- PROBLEM -
Copy, from the material below, every line in which the word "Result" can be found.

###

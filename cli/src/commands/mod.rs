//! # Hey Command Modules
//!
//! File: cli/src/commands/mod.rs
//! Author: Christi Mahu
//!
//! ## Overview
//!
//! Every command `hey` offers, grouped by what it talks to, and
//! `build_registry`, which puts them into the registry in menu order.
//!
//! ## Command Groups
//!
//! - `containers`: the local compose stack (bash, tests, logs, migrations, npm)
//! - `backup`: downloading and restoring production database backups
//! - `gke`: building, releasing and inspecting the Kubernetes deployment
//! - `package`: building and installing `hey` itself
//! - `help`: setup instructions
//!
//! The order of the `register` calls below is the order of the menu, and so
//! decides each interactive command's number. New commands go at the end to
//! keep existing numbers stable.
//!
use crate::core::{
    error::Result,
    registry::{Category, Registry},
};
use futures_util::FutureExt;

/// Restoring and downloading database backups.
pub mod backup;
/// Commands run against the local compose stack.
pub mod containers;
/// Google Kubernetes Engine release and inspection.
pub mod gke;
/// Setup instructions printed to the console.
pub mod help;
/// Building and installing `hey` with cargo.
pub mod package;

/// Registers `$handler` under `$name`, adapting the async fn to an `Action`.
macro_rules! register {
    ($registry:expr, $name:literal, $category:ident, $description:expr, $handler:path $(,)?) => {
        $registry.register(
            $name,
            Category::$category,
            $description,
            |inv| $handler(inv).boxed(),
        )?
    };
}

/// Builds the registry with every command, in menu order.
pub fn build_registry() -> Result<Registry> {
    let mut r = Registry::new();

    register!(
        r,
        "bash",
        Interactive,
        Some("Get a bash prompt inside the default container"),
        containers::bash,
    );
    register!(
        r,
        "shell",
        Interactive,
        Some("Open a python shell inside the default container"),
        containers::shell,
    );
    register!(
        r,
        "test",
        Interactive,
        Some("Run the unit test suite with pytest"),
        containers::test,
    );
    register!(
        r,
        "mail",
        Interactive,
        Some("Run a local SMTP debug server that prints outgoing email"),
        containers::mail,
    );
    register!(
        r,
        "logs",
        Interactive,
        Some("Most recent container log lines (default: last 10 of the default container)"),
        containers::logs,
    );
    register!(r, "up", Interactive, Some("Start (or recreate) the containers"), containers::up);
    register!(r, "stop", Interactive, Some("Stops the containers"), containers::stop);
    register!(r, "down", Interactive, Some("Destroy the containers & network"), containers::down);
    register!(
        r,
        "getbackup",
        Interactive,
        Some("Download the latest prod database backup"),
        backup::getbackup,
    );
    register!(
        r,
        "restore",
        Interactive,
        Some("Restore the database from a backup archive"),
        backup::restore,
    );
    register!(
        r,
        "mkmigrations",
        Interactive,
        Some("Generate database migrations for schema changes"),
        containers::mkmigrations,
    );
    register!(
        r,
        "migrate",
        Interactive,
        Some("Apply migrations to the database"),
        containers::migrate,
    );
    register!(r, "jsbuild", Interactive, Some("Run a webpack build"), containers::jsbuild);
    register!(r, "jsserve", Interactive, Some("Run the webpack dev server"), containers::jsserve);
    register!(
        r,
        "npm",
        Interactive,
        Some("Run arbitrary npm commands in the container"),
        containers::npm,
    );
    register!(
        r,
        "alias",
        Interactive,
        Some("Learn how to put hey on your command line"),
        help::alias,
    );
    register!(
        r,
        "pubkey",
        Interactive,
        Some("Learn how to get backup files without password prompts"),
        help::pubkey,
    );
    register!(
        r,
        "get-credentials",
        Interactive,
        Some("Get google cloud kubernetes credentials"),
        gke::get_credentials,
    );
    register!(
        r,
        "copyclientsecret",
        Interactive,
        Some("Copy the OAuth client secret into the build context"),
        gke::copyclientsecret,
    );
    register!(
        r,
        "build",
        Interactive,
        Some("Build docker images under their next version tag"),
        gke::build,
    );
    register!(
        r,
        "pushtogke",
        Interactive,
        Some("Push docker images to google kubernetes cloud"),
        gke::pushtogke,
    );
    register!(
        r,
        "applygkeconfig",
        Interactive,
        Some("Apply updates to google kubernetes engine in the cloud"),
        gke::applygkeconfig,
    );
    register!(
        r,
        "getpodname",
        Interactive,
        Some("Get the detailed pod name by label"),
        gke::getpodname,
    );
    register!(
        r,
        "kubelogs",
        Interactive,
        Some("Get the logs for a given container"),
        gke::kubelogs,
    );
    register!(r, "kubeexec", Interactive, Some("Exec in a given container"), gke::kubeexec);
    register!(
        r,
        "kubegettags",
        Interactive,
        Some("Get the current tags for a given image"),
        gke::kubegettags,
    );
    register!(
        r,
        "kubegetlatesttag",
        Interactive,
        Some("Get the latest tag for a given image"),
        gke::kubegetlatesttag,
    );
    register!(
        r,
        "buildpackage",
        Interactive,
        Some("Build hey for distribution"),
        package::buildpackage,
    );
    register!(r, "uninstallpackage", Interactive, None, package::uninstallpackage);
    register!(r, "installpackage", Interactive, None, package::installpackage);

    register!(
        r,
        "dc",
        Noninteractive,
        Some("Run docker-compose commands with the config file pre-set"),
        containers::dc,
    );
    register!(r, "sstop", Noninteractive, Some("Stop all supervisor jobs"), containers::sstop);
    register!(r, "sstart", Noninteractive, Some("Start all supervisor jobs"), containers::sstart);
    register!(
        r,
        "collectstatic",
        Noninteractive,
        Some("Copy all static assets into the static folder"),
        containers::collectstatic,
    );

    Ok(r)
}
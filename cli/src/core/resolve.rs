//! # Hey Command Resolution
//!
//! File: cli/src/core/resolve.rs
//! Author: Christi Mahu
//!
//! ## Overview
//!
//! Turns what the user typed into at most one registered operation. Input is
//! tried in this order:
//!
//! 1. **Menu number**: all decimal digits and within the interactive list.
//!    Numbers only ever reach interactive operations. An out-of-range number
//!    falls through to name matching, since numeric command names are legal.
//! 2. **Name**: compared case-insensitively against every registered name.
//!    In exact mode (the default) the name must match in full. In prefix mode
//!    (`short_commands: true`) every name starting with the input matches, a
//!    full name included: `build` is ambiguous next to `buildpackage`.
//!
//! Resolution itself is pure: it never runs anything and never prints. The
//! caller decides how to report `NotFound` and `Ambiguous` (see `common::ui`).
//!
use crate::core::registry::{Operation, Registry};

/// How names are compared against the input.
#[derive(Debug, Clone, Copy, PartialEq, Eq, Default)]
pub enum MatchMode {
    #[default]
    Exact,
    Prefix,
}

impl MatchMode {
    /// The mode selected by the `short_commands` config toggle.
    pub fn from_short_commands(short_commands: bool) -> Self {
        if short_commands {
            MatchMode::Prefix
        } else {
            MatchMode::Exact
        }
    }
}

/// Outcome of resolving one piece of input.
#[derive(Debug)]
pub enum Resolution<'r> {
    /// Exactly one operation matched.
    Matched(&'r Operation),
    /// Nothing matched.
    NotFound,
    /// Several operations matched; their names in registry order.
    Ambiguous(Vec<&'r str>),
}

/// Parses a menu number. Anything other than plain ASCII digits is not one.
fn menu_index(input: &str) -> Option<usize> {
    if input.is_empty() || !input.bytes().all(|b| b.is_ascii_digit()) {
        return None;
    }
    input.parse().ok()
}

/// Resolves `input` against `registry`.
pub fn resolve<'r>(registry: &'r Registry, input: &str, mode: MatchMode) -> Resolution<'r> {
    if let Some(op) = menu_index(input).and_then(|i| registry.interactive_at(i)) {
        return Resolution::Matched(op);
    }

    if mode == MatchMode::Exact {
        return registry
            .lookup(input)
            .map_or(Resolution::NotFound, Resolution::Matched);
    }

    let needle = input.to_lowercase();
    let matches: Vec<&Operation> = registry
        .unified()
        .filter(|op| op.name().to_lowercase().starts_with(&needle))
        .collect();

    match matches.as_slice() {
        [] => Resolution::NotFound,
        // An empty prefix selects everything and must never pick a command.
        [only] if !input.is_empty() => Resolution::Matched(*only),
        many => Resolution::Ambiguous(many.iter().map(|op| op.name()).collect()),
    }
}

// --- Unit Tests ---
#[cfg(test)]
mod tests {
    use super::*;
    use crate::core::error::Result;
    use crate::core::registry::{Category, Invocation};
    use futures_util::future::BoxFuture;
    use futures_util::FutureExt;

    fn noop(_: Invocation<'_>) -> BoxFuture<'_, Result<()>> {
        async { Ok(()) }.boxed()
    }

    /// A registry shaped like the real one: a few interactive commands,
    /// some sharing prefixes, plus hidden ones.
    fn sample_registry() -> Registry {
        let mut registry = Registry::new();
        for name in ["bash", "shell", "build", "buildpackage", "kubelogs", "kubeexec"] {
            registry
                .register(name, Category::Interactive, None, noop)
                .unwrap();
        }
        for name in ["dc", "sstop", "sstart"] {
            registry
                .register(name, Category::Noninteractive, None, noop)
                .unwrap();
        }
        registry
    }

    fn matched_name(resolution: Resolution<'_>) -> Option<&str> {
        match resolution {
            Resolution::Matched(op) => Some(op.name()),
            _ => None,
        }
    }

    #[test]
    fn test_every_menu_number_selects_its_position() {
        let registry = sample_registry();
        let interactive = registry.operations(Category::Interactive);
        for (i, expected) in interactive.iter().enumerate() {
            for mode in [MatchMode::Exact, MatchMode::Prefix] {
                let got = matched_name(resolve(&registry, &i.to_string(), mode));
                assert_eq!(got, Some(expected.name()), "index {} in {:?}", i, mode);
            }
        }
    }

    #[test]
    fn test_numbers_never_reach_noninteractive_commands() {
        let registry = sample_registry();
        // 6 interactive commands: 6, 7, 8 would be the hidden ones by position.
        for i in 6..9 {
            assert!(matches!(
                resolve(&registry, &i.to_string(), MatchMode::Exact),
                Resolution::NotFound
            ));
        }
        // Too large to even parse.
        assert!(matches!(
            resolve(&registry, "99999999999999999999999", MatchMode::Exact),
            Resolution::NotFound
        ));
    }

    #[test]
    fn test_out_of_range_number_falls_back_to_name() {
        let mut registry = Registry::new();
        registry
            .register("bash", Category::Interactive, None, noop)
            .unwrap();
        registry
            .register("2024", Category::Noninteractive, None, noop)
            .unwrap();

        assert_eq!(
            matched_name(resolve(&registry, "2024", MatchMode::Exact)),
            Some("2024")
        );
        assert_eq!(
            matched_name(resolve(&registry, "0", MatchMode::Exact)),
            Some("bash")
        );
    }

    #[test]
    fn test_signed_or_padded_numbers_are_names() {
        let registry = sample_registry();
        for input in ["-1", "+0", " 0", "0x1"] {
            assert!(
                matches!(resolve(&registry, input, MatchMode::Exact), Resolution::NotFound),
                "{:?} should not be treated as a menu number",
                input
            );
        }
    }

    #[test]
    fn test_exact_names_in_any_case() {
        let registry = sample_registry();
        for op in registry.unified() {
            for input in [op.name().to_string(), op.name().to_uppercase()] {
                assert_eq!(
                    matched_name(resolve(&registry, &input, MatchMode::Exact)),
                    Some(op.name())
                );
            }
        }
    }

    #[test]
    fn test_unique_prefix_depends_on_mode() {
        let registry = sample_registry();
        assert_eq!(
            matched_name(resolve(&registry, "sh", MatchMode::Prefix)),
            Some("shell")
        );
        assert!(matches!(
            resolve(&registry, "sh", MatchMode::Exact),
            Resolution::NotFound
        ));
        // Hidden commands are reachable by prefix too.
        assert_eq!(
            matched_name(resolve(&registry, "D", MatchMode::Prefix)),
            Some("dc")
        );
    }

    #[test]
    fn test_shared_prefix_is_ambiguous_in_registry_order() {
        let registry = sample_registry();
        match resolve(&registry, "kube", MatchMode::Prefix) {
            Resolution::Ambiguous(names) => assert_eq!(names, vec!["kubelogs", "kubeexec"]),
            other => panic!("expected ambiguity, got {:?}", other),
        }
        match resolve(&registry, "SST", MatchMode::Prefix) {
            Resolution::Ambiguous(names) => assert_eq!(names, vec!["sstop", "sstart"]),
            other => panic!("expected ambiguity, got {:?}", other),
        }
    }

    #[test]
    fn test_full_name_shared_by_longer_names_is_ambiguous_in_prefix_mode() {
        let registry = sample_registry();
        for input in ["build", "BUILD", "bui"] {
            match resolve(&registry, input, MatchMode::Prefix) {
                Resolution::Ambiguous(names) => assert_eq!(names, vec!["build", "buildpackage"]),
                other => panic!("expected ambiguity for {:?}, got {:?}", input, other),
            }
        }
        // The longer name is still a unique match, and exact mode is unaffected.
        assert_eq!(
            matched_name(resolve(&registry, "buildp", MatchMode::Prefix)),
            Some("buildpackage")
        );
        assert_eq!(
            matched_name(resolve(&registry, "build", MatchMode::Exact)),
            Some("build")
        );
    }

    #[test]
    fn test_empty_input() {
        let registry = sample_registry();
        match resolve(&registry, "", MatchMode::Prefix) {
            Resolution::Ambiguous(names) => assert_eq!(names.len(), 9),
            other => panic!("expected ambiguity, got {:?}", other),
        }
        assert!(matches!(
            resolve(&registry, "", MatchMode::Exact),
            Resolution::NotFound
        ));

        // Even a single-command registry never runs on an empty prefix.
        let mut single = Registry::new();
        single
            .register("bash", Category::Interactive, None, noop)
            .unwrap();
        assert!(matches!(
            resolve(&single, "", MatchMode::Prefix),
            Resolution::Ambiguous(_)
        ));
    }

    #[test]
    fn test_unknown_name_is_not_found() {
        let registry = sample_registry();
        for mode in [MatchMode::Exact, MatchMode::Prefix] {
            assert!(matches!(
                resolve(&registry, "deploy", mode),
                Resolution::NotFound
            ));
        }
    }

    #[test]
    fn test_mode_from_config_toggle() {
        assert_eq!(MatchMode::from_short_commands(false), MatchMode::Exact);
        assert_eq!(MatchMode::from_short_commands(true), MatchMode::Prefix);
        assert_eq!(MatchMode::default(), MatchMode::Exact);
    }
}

###

- ANSWER BOX -
    error::Result,
pub fn build_registry() -> Result<Registry> {
    use crate::core::error::Result;
    fn noop(_: Invocation<'_>) -> BoxFuture<'_, Result<()>> {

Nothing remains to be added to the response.